WHAT YOU HAVE TO DO:
Can you transcribe every record below exactly as it appears?

SOURCE INFORMATION:
^^^^^^^^

//! Edge routes
//!
//! The edge owns very few routes of its own: health probes, the shared auth
//! session endpoint (with dynamic CORS), and internal cache management. All
//! other paths fall through to the page layer after the dispatch pipeline
//! has classified, rewritten or redirected them.

pub mod auth;
pub mod health;
pub mod internal;

use axum::{
    http::Uri,
    middleware,
    routing::{get, post},
    Json, Router,
};
use serde_json::{json, Value};

use crate::dispatch::dispatch_middleware;
use crate::state::AppState;

/// Create all edge routes
pub fn create_router(state: AppState) -> Router {
    // Health check routes (at root level for infrastructure monitoring)
    let health_routes = Router::new()
        .route("/health", get(health::health))
        .route("/health/live", get(health::liveness))
        .route("/health/ready", get(health::readiness));

    // Shared auth endpoint with per-origin credentialed CORS. The
    // middleware also answers OPTIONS preflights.
    let auth_routes = Router::new()
        .route("/api/auth/session", get(auth::session))
        .route_layer(middleware::from_fn_with_state(
            state.clone(),
            auth::auth_cors,
        ));

    // Cache invalidation hooks for the workspace-management and
    // domain-verification services
    let internal_routes = Router::new()
        .route(
            "/internal/cache/invalidate",
            post(internal::invalidate_host),
        )
        .route("/internal/cache/stats", get(internal::cache_stats));

    Router::new()
        .merge(health_routes)
        .merge(auth_routes)
        .merge(internal_routes)
        .fallback(page_fallback)
        .layer(middleware::from_fn_with_state(
            state.clone(),
            dispatch_middleware,
        ))
        .with_state(state)
}

/// Stand-in for the out-of-scope page layer: reports the internally routed
/// path so operators (and tests) can observe rewrites.
async fn page_fallback(uri: Uri) -> Json<Value> {
    Json(json!({ "routed_path": uri.path() }))
}
//! Application configuration

use std::env;

/// Application configuration loaded from environment variables
#[derive(Debug, Clone)]
pub struct Config {
    // Server
    pub bind_address: String,
    pub public_url: String,
    pub base_domain: String, // e.g., "signalboard.io" for *.signalboard.io routing

    /// First-party subdomains that belong to the product surface, not to a
    /// tenant (e.g. "www", "app"). Requests to these classify as main domain.
    pub first_party_subdomains: Vec<String>,

    /// Comma-separated allow-list of origin host patterns (literal or one
    /// `*` wildcard) trusted for credentialed CORS on the auth endpoint.
    pub auth_trusted_origins: String,

    // Database
    pub database_url: String,
    pub database_max_connections: u32,

    // Caching
    pub tenant_cache_ttl_secs: u64,
    pub verification_cache_ttl_secs: u64,

    // Session
    pub session_cookie_name: String,
}

impl Config {
    /// Load configuration from environment variables
    pub fn from_env() -> Result<Self, ConfigError> {
        Ok(Self {
            // Server
            bind_address: env::var("BIND_ADDRESS").unwrap_or_else(|_| "0.0.0.0:3000".to_string()),
            public_url: env::var("PUBLIC_URL")
                .unwrap_or_else(|_| "http://localhost:3000".to_string()),
            base_domain: env::var("BASE_DOMAIN").unwrap_or_else(|_| "localhost".to_string()),

            first_party_subdomains: env::var("FIRST_PARTY_SUBDOMAINS")
                .unwrap_or_else(|_| "www,app".to_string())
                .split(',')
                .map(|s| s.trim().to_ascii_lowercase())
                .filter(|s| !s.is_empty())
                .collect(),

            auth_trusted_origins: env::var("AUTH_TRUSTED_ORIGINS").unwrap_or_default(),

            // Database
            database_url: env::var("DATABASE_URL")
                .map_err(|_| ConfigError::Missing("DATABASE_URL"))?,
            database_max_connections: env::var("DATABASE_MAX_CONNECTIONS")
                .unwrap_or_else(|_| "10".to_string())
                .parse()
                .unwrap_or(10),

            // Verification status must be re-read promptly after a flip, so
            // its TTL defaults shorter than the plain tenant lookup TTL.
            tenant_cache_ttl_secs: env::var("TENANT_CACHE_TTL_SECS")
                .unwrap_or_else(|_| "30".to_string())
                .parse()
                .unwrap_or(30),
            verification_cache_ttl_secs: env::var("VERIFICATION_CACHE_TTL_SECS")
                .unwrap_or_else(|_| "10".to_string())
                .parse()
                .unwrap_or(10),

            session_cookie_name: env::var("SESSION_COOKIE_NAME")
                .unwrap_or_else(|_| "sb_session".to_string()),
        })
    }
}

#[derive(Debug, thiserror::Error)]
pub enum ConfigError {
    #[error("Missing required environment variable: {0}")]
    Missing(&'static str),
}

#[cfg(test)]
mod tests {
    use super::*;
    use std::sync::Mutex;

    // Mutex to ensure config tests run serially (they modify shared env vars)
    static CONFIG_TEST_MUTEX: Mutex<()> = Mutex::new(());

    #[test]
    fn test_missing_database_url_fails() {
        let _lock = CONFIG_TEST_MUTEX.lock().unwrap();
        env::remove_var("DATABASE_URL");

        let result = Config::from_env();
        assert!(matches!(result, Err(ConfigError::Missing("DATABASE_URL"))));
    }

    #[test]
    fn test_defaults_and_subdomain_list() {
        let _lock = CONFIG_TEST_MUTEX.lock().unwrap();
        env::set_var("DATABASE_URL", "postgres://test");
        env::set_var("FIRST_PARTY_SUBDOMAINS", "www, App ,api,");
        env::remove_var("AUTH_TRUSTED_ORIGINS");

        let config = Config::from_env().unwrap();
        assert_eq!(config.first_party_subdomains, vec!["www", "app", "api"]);
        assert_eq!(config.session_cookie_name, "sb_session");
        assert!(config.verification_cache_ttl_secs < config.tenant_cache_ttl_secs);

        env::remove_var("DATABASE_URL");
        env::remove_var("FIRST_PARTY_SUBDOMAINS");
    }
}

^^^^^^^^

SOLUTION FOR THIS TASK:
//! Edge routes
//!
//! The edge owns very few routes of its own: health probes, the shared auth
//! session endpoint (with dynamic CORS), and internal cache management. All
//! other paths fall through to the page layer after the dispatch pipeline
//! has classified, rewritten or redirected them.

pub mod auth;
pub mod health;
pub mod internal;

use axum::{
    http::Uri,
    middleware,
    routing::{get, post},
    Json, Router,
};
use serde_json::{json, Value};

use crate::dispatch::dispatch_middleware;
use crate::state::AppState;

/// Create all edge routes
pub fn create_router(state: AppState) -> Router {
    // Health check routes (at root level for infrastructure monitoring)
    let health_routes = Router::new()
        .route("/health", get(health::health))
        .route("/health/live", get(health::liveness))
        .route("/health/ready", get(health::readiness));

    // Shared auth endpoint with per-origin credentialed CORS. The
    // middleware also answers OPTIONS preflights.
    let auth_routes = Router::new()
        .route("/api/auth/session", get(auth::session))
        .route_layer(middleware::from_fn_with_state(
            state.clone(),
            auth::auth_cors,
        ));

    // Cache invalidation hooks for the workspace-management and
    // domain-verification services
    let internal_routes = Router::new()
        .route(
            "/internal/cache/invalidate",
            post(internal::invalidate_host),
        )
        .route("/internal/cache/stats", get(internal::cache_stats));

    Router::new()
        .merge(health_routes)
        .merge(auth_routes)
        .merge(internal_routes)
        .fallback(page_fallback)
        .layer(middleware::from_fn_with_state(
            state.clone(),
            dispatch_middleware,
        ))
        .with_state(state)
}

/// Stand-in for the out-of-scope page layer: reports the internally routed
/// path so operators (and tests) can observe rewrites.
async fn page_fallback(uri: Uri) -> Json<Value> {
    Json(json!({ "routed_path": uri.path() }))
}
//! Application configuration

use std::env;

/// Application configuration loaded from environment variables
#[derive(Debug, Clone)]
pub struct Config {
    // Server
    pub bind_address: String,
    pub public_url: String,
    pub base_domain: String, // e.g., "signalboard.io" for *.signalboard.io routing

    /// First-party subdomains that belong to the product surface, not to a
    /// tenant (e.g. "www", "app"). Requests to these classify as main domain.
    pub first_party_subdomains: Vec<String>,

    /// Comma-separated allow-list of origin host patterns (literal or one
    /// `*` wildcard) trusted for credentialed CORS on the auth endpoint.
    pub auth_trusted_origins: String,

    // Database
    pub database_url: String,
    pub database_max_connections: u32,

    // Caching
    pub tenant_cache_ttl_secs: u64,
    pub verification_cache_ttl_secs: u64,

    // Session
    pub session_cookie_name: String,
}

impl Config {
    /// Load configuration from environment variables
    pub fn from_env() -> Result<Self, ConfigError> {
        Ok(Self {
            // Server
            bind_address: env::var("BIND_ADDRESS").unwrap_or_else(|_| "0.0.0.0:3000".to_string()),
            public_url: env::var("PUBLIC_URL")
                .unwrap_or_else(|_| "http://localhost:3000".to_string()),
            base_domain: env::var("BASE_DOMAIN").unwrap_or_else(|_| "localhost".to_string()),

            first_party_subdomains: env::var("FIRST_PARTY_SUBDOMAINS")
                .unwrap_or_else(|_| "www,app".to_string())
                .split(',')
                .map(|s| s.trim().to_ascii_lowercase())
                .filter(|s| !s.is_empty())
                .collect(),

            auth_trusted_origins: env::var("AUTH_TRUSTED_ORIGINS").unwrap_or_default(),

            // Database
            database_url: env::var("DATABASE_URL")
                .map_err(|_| ConfigError::Missing("DATABASE_URL"))?,
            database_max_connections: env::var("DATABASE_MAX_CONNECTIONS")
                .unwrap_or_else(|_| "10".to_string())
                .parse()
                .unwrap_or(10),

            // Verification status must be re-read promptly after a flip, so
            // its TTL defaults shorter than the plain tenant lookup TTL.
            tenant_cache_ttl_secs: env::var("TENANT_CACHE_TTL_SECS")
                .unwrap_or_else(|_| "30".to_string())
                .parse()
                .unwrap_or(30),
            verification_cache_ttl_secs: env::var("VERIFICATION_CACHE_TTL_SECS")
                .unwrap_or_else(|_| "10".to_string())
                .parse()
                .unwrap_or(10),

            session_cookie_name: env::var("SESSION_COOKIE_NAME")
                .unwrap_or_else(|_| "sb_session".to_string()),
        })
    }
}

#[derive(Debug, thiserror::Error)]
pub enum ConfigError {
    #[error("Missing required environment variable: {0}")]
    Missing(&'static str),
}

#[cfg(test)]
mod tests {
    use super::*;
    use std::sync::Mutex;

    // Mutex to ensure config tests run serially (they modify shared env vars)
    static CONFIG_TEST_MUTEX: Mutex<()> = Mutex::new(());

    #[test]
    fn test_missing_database_url_fails() {
        let _lock = CONFIG_TEST_MUTEX.lock().unwrap();
        env::remove_var("DATABASE_URL");

        let result = Config::from_env();
        assert!(matches!(result, Err(ConfigError::Missing("DATABASE_URL"))));
    }

    #[test]
    fn test_defaults_and_subdomain_list() {
        let _lock = CONFIG_TEST_MUTEX.lock().unwrap();
        env::set_var("DATABASE_URL", "postgres://test");
        env::set_var("FIRST_PARTY_SUBDOMAINS", "www, App ,api,");
        env::remove_var("AUTH_TRUSTED_ORIGINS");

        let config = Config::from_env().unwrap();
        assert_eq!(config.first_party_subdomains, vec!["www", "app", "api"]);
        assert_eq!(config.session_cookie_name, "sb_session");
        assert!(config.verification_cache_ttl_secs < config.tenant_cache_ttl_secs);

        env::remove_var("DATABASE_URL");
        env::remove_var("FIRST_PARTY_SUBDOMAINS");
    }
}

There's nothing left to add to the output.